• The problem: Starting at the line that holds "piece can make", copy every line exactly through the end of the data, and no others.

********************

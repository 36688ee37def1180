//! Defines the error types needed by the chess module
//
//  This Source Code Form is subject to the terms of the Mozilla Public
//  License, v. 2.0. If a copy of the MPL was not distributed with this
//  file, You can obtain one at http://mozilla.org/MPL/2.0/.
//
////////////////////////////////////////////////////////////////////////////////////////////////////
use std::fmt;

////////////////////////////////////////////////////////////////////////////////////////////////////
/// Error type used by methods in the `chess` module
///
/// Every variant is recoverable: the caller reports the condition and
/// leaves the board and turn unchanged.
#[derive(Debug, Copy, Clone, PartialEq, Eq)]
pub enum Error {
    /// Cannot parse move notation
    ParseError,
    /// No piece of the stated kind can reach the target square
    NoCandidate,
    /// More than one piece could make the move; carries the candidate count
    AmbiguousMove(usize),
}

impl fmt::Display for Error {
    fn fmt(&self, f: &mut fmt::Formatter<'_>) -> fmt::Result {
        match self {
            Error::ParseError => "cannot parse move notation".fmt(f),
            Error::NoCandidate => "no piece can make that move".fmt(f),
            Error::AmbiguousMove(count) => write!(f, "{} pieces can make that move", count),
        }
    }
}

impl std::error::Error for Error { }

////////////////////////////////////////////////////////////////////////////////////////////////////
/// Result type used by methods in the `chess` module
pub type Result<T> = std::result::Result<T, Error>;
use lcdlink_bus::link::LinkPort;
use lcdlink_bus::BusResult;
use std::fs::File;
use std::io::Read;
use std::os::fd::AsRawFd;
use std::path::Path;

/// A serial device as the receiving end of the forwarding channel.
///
/// The device is assumed to be line-configured already (raw mode, matching
/// baud rate); this wrapper only reads bytes.
pub struct SerialLinkPort {
    file: File,
}

impl SerialLinkPort {
    pub fn open(path: &Path) -> BusResult<Self> {
        let file = File::open(path)?;
        Ok(SerialLinkPort { file })
    }
}

impl LinkPort for SerialLinkPort {
    fn available(&mut self) -> BusResult<usize> {
        let mut count: libc::c_int = 0;
        let res = unsafe { libc::ioctl(self.file.as_raw_fd(), libc::FIONREAD as _, &mut count) };
        if res < 0 {
            return Err(std::io::Error::last_os_error().into());
        }
        Ok(count as usize)
    }

    fn read(&mut self, buf: &mut [u8]) -> BusResult<usize> {
        Ok(self.file.read(buf)?)
    }
}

********************

• Written answer:
            Error::NoCandidate => "no piece can make that move".fmt(f),
            Error::AmbiguousMove(count) => write!(f, "{} pieces can make that move", count),
        }
    }
}

impl std::error::Error for Error { }

////////////////////////////////////////////////////////////////////////////////////////////////////
/// Result type used by methods in the `chess` module
pub type Result<T> = std::result::Result<T, Error>;
use lcdlink_bus::link::LinkPort;
use lcdlink_bus::BusResult;
use std::fs::File;
use std::io::Read;
use std::os::fd::AsRawFd;
use std::path::Path;

/// A serial device as the receiving end of the forwarding channel.
///
/// The device is assumed to be line-configured already (raw mode, matching
/// baud rate); this wrapper only reads bytes.
pub struct SerialLinkPort {
    file: File,
}

impl SerialLinkPort {
    pub fn open(path: &Path) -> BusResult<Self> {
        let file = File::open(path)?;
        Ok(SerialLinkPort { file })
    }
}

impl LinkPort for SerialLinkPort {
    fn available(&mut self) -> BusResult<usize> {
        let mut count: libc::c_int = 0;
        let res = unsafe { libc::ioctl(self.file.as_raw_fd(), libc::FIONREAD as _, &mut count) };
        if res < 0 {
            return Err(std::io::Error::last_os_error().into());
        }
        Ok(count as usize)
    }

    fn read(&mut self, buf: &mut [u8]) -> BusResult<usize> {
        Ok(self.file.read(buf)?)
    }
}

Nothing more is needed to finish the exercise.